What is an Intervertebral Disc
The intervertebral disc is a fibrocartilaginous structure found between the bodies of adjacent vertebra. There is a disc between each pair of vertebra in the spine except at the first and second cervical level.
It has a series of outer fibrous rings surrounding a softer center. The disc functions as a cushion, allows for movement and serves as a cartilaginous joint between adjacent vertebrae.
When you think and try to picture this disc, think of a jelly doughnut.There are 4 parts: the soft, “nucleus pulposus” in the middle, a series of outer fibrous rings called the “annulus fibrosis” surrounding the nucleus, and 2 end plates that are attached to the adjacent vertebral bodies. These discs serve as a cushion or force dissipater, transmitting compressive loads throughout a range of motion. The disc also allows movement while serving as a cartilaginous joint between the vertebrae. The disks are thicker anteriorly and therefore contribute to normal cervical and lumbar lordosis.
With age or injury, the wall of the spinal discs can wear-out, or be damaged. This condition is called degenerative disc disease. Also, the walls of the discs can weaken bulge out or tear occasionally – enough to cause a herniated disc. When the disc itself causes pain, the pain is usually felt as a deep, aching pain in the neck or back. Neck discs may sometimes lead to pain felt in the arms and upper back. Back discs may sometimes cause pain into the buttocks and into the thighs. However, pain from other structures in and around the spine may cause pain in the same locations and feel the same.
Discography is currently used to determine whether a vertebral disc is the source of pain in patients back or neck. A disco-gram can be done at several levels and is a diagnostic tool not a treatment.
This outpatient procedure is the targeted placement of a saline and contrast solution into one or multiple discs in the spine. The purpose of this procedure is to determine if a disc is the exact source of your pain.
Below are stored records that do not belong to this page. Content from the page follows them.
//! Caller context supplied by the gateway.

use crate::models::RequestContext;
use axum::extract::FromRequestParts;
use axum::http::{request::Parts, HeaderMap};
use service_core::error::AppError;
use uuid::Uuid;

pub const ORGANIZATION_HEADER: &str = "x-organization-id";
pub const ACTOR_HEADER: &str = "x-actor-id";

#[axum::async_trait]
impl<S> FromRequestParts<S> for RequestContext
where
    S: Send + Sync,
{
    type Rejection = AppError;

    async fn from_request_parts(parts: &mut Parts, _state: &S) -> Result<Self, Self::Rejection> {
        let organization_id = uuid_header(&parts.headers, ORGANIZATION_HEADER)?;
        let actor_id = uuid_header(&parts.headers, ACTOR_HEADER)?;
        Ok(RequestContext::new(organization_id, actor_id))
    }
}

fn uuid_header(headers: &HeaderMap, name: &str) -> Result<Uuid, AppError> {
    let raw = headers
        .get(name)
        .and_then(|v| v.to_str().ok())
        .ok_or_else(|| AppError::Unauthorized(anyhow::anyhow!("Missing {} header", name)))?;

    Uuid::parse_str(raw.trim())
        .map_err(|_| AppError::BadRequest(anyhow::anyhow!("Invalid {} header", name)))
}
Identifying the exact source of pain may lead to a minimally invasive disc procedure. Once the procedure is completed, a CT scan is performed to visualize the solution inside the disc, which may show tears and scarring as well as herniation. It can be performed in the cervical, thoracic or lumbar regions. All procedures are done under fluoroscopic guidance (X-ray guided) to ensure proper placement of the medication and may be performed in an ambulatory surgical center, fluoroscopy suite or hospital setting.